The full listing is needed, transcribed word for word.

== == ==

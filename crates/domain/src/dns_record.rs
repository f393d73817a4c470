pub mod record_kind;

pub use record_kind::RecordKind;
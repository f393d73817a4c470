use devdns_domain::DomainError;
use std::fmt;
use std::net::{IpAddr, SocketAddr};

const DEFAULT_DNS_PORT: u16 = 53;

/// An upstream server as written in the configuration.
///
/// Literal addresses are parsed once; host names are looked up through the
/// system resolver on every use.
#[derive(Debug, Clone, PartialEq, Eq)]
pub enum UpstreamEndpoint {
    Addr(SocketAddr),
    Host(String),
}

impl UpstreamEndpoint {
    /// Accepts `ip:port`, `[v6]:port`, a bare IP (port 53) or `host:port`.
    pub fn parse(raw: &str) -> Self {
        let raw = raw.trim();
        if let Ok(addr) = raw.parse::<SocketAddr>() {
            return Self::Addr(addr);
        }
        if let Ok(ip) = raw.parse::<IpAddr>() {
            return Self::Addr(SocketAddr::new(ip, DEFAULT_DNS_PORT));
        }
        Self::Host(raw.to_string())
    }

    pub async fn resolve(&self) -> Result<SocketAddr, DomainError> {
        match self {
            Self::Addr(addr) => Ok(*addr),
            Self::Host(host) => tokio::net::lookup_host(host.as_str())
                .await
                .map_err(|e| DomainError::InvalidUpstreamAddress(format!("{}: {}", host, e)))?
                .next()
                .ok_or_else(|| {
                    DomainError::InvalidUpstreamAddress(format!("{}: no addresses", host))
                }),
        }
    }
}

impl fmt::Display for UpstreamEndpoint {
    fn fmt(&self, f: &mut fmt::Formatter<'_>) -> fmt::Result {
        match self {
            Self::Addr(addr) => write!(f, "{}", addr),
            Self::Host(host) => f.write_str(host),
        }
    }
}
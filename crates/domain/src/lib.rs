//! devdns domain layer
pub mod config;
pub mod dns_record;
pub mod errors;
pub mod record_store;

pub use config::{CliOverrides, Config, ConfigError, ForwardingConfig, RecordDescriptor};
pub use dns_record::RecordKind;
pub use errors::DomainError;
pub use record_store::RecordStore;
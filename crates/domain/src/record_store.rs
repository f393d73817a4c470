use crate::config::{Config, RecordDescriptor};
use rustc_hash::FxHashMap;

/// Immutable domain → descriptor table answered locally.
///
/// Keys are stored lower-cased without a trailing root dot, and lookups are
/// normalized the same way, so matching is exact but case-insensitive. There is
/// no wildcard or suffix matching.
#[derive(Debug, Clone, Default)]
pub struct RecordStore {
    records: FxHashMap<Box<str>, RecordDescriptor>,
}

impl RecordStore {
    pub fn from_records<'a, I>(records: I) -> Self
    where
        I: IntoIterator<Item = (&'a String, &'a RecordDescriptor)>,
    {
        let records = records
            .into_iter()
            .map(|(domain, record)| (normalize(domain).into_boxed_str(), record.clone()))
            .collect();
        Self { records }
    }

    pub fn from_config(config: &Config) -> Self {
        Self::from_records(&config.records)
    }

    pub fn lookup(&self, domain: &str) -> Option<&RecordDescriptor> {
        self.records.get(normalize(domain).as_str())
    }

    pub fn len(&self) -> usize {
        self.records.len()
    }

    pub fn is_empty(&self) -> bool {
        self.records.is_empty()
    }
}

/// Drop one trailing root separator and lower-case.
pub fn normalize(domain: &str) -> String {
    domain
        .strip_suffix('.')
        .unwrap_or(domain)
        .to_ascii_lowercase()
}
pub mod dns;
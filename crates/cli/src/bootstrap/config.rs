use anyhow::Context;
use devdns_domain::{CliOverrides, Config};
use std::path::Path;
use tracing::{info, warn};

pub fn load_config(config_path: &Path, cli_overrides: CliOverrides) -> anyhow::Result<Config> {
    let config = Config::load(config_path, cli_overrides)
        .with_context(|| format!("failed to load config from {}", config_path.display()))?;
    config.validate()?;
    Ok(config)
}

/// Startup summary; called once logging is up.
pub fn log_config(config_path: &Path, config: &Config) {
    info!(
        config_file = %config_path.display(),
        bind = %config.server.listen_addr(),
        records = config.records.len(),
        forwarding = config.forwarding.enabled,
        upstreams = config.forwarding.servers.len(),
        "Configuration loaded"
    );

    for (domain, record) in config.unsupported_records() {
        warn!(
            domain = %domain,
            record_type = %record.record_type,
            "Record type is not supported; queries for it will get no answer"
        );
    }
}
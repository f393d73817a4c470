#![allow(dead_code)]

mod messages;
mod mock_forwarder;

pub use messages::*;
pub use mock_forwarder::MockUpstreamForwarder;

== == ==

Written response:
filename crates/domain/src/dns_record.rs
repository f393d73817a4c470
pub mod record_kind;

pub use record_kind::RecordKind;
repository f393d73817a4c470
use devdns_domain::DomainError;
use std::fmt;
use std::net::{IpAddr, SocketAddr};

const DEFAULT_DNS_PORT: u16 = 53;

/// An upstream server as written in the configuration.
///
/// Literal addresses are parsed once; host names are looked up through the
/// system resolver on every use.
#[derive(Debug, Clone, PartialEq, Eq)]
pub enum UpstreamEndpoint {
    Addr(SocketAddr),
    Host(String),
}

impl UpstreamEndpoint {
    /// Accepts `ip:port`, `[v6]:port`, a bare IP (port 53) or `host:port`.
    pub fn parse(raw: &str) -> Self {
        let raw = raw.trim();
        if let Ok(addr) = raw.parse::<SocketAddr>() {
            return Self::Addr(addr);
        }
        if let Ok(ip) = raw.parse::<IpAddr>() {
            return Self::Addr(SocketAddr::new(ip, DEFAULT_DNS_PORT));
        }
        Self::Host(raw.to_string())
    }

    pub async fn resolve(&self) -> Result<SocketAddr, DomainError> {
        match self {
            Self::Addr(addr) => Ok(*addr),
            Self::Host(host) => tokio::net::lookup_host(host.as_str())
                .await
                .map_err(|e| DomainError::InvalidUpstreamAddress(format!("{}: {}", host, e)))?
                .next()
                .ok_or_else(|| {
                    DomainError::InvalidUpstreamAddress(format!("{}: no addresses", host))
                }),
        }
    }
}

impl fmt::Display for UpstreamEndpoint {
    fn fmt(&self, f: &mut fmt::Formatter<'_>) -> fmt::Result {
        match self {
            Self::Addr(addr) => write!(f, "{}", addr),
            Self::Host(host) => f.write_str(host),
        }
    }
}
filename crates/domain/src/lib.rs
//! devdns domain layer
pub mod config;
pub mod dns_record;
pub mod errors;
pub mod record_store;

pub use config::{CliOverrides, Config, ConfigError, ForwardingConfig, RecordDescriptor};
pub use dns_record::RecordKind;
pub use errors::DomainError;
pub use record_store::RecordStore;
filename crates/domain/src/record_store.rs
repository f393d73817a4c470
use crate::config::{Config, RecordDescriptor};
use rustc_hash::FxHashMap;

/// Immutable domain → descriptor table answered locally.
///
/// Keys are stored lower-cased without a trailing root dot, and lookups are
/// normalized the same way, so matching is exact but case-insensitive. There is
/// no wildcard or suffix matching.
#[derive(Debug, Clone, Default)]
pub struct RecordStore {
    records: FxHashMap<Box<str>, RecordDescriptor>,
}

impl RecordStore {
    pub fn from_records<'a, I>(records: I) -> Self
    where
        I: IntoIterator<Item = (&'a String, &'a RecordDescriptor)>,
    {
        let records = records
            .into_iter()
            .map(|(domain, record)| (normalize(domain).into_boxed_str(), record.clone()))
            .collect();
        Self { records }
    }

    pub fn from_config(config: &Config) -> Self {
        Self::from_records(&config.records)
    }

    pub fn lookup(&self, domain: &str) -> Option<&RecordDescriptor> {
        self.records.get(normalize(domain).as_str())
    }

    pub fn len(&self) -> usize {
        self.records.len()
    }

    pub fn is_empty(&self) -> bool {
        self.records.is_empty()
    }
}

/// Drop one trailing root separator and lower-case.
pub fn normalize(domain: &str) -> String {
    domain
        .strip_suffix('.')
        .unwrap_or(domain)
        .to_ascii_lowercase()
}
pub mod dns;
filename crates/cli/src/bootstrap/config.rs
use anyhow::Context;
use devdns_domain::{CliOverrides, Config};
use std::path::Path;
use tracing::{info, warn};

pub fn load_config(config_path: &Path, cli_overrides: CliOverrides) -> anyhow::Result<Config> {
    let config = Config::load(config_path, cli_overrides)
        .with_context(|| format!("failed to load config from {}", config_path.display()))?;
    config.validate()?;
    Ok(config)
}

/// Startup summary; called once logging is up.
pub fn log_config(config_path: &Path, config: &Config) {
    info!(
        config_file = %config_path.display(),
        bind = %config.server.listen_addr(),
        records = config.records.len(),
        forwarding = config.forwarding.enabled,
        upstreams = config.forwarding.servers.len(),
        "Configuration loaded"
    );

    for (domain, record) in config.unsupported_records() {
        warn!(
            domain = %domain,
            record_type = %record.record_type,
            "Record type is not supported; queries for it will get no answer"
        );
    }
}
repository f393d73817a4c470
#![allow(dead_code)]

mod messages;
mod mock_forwarder;

pub use messages::*;
pub use mock_forwarder::MockUpstreamForwarder;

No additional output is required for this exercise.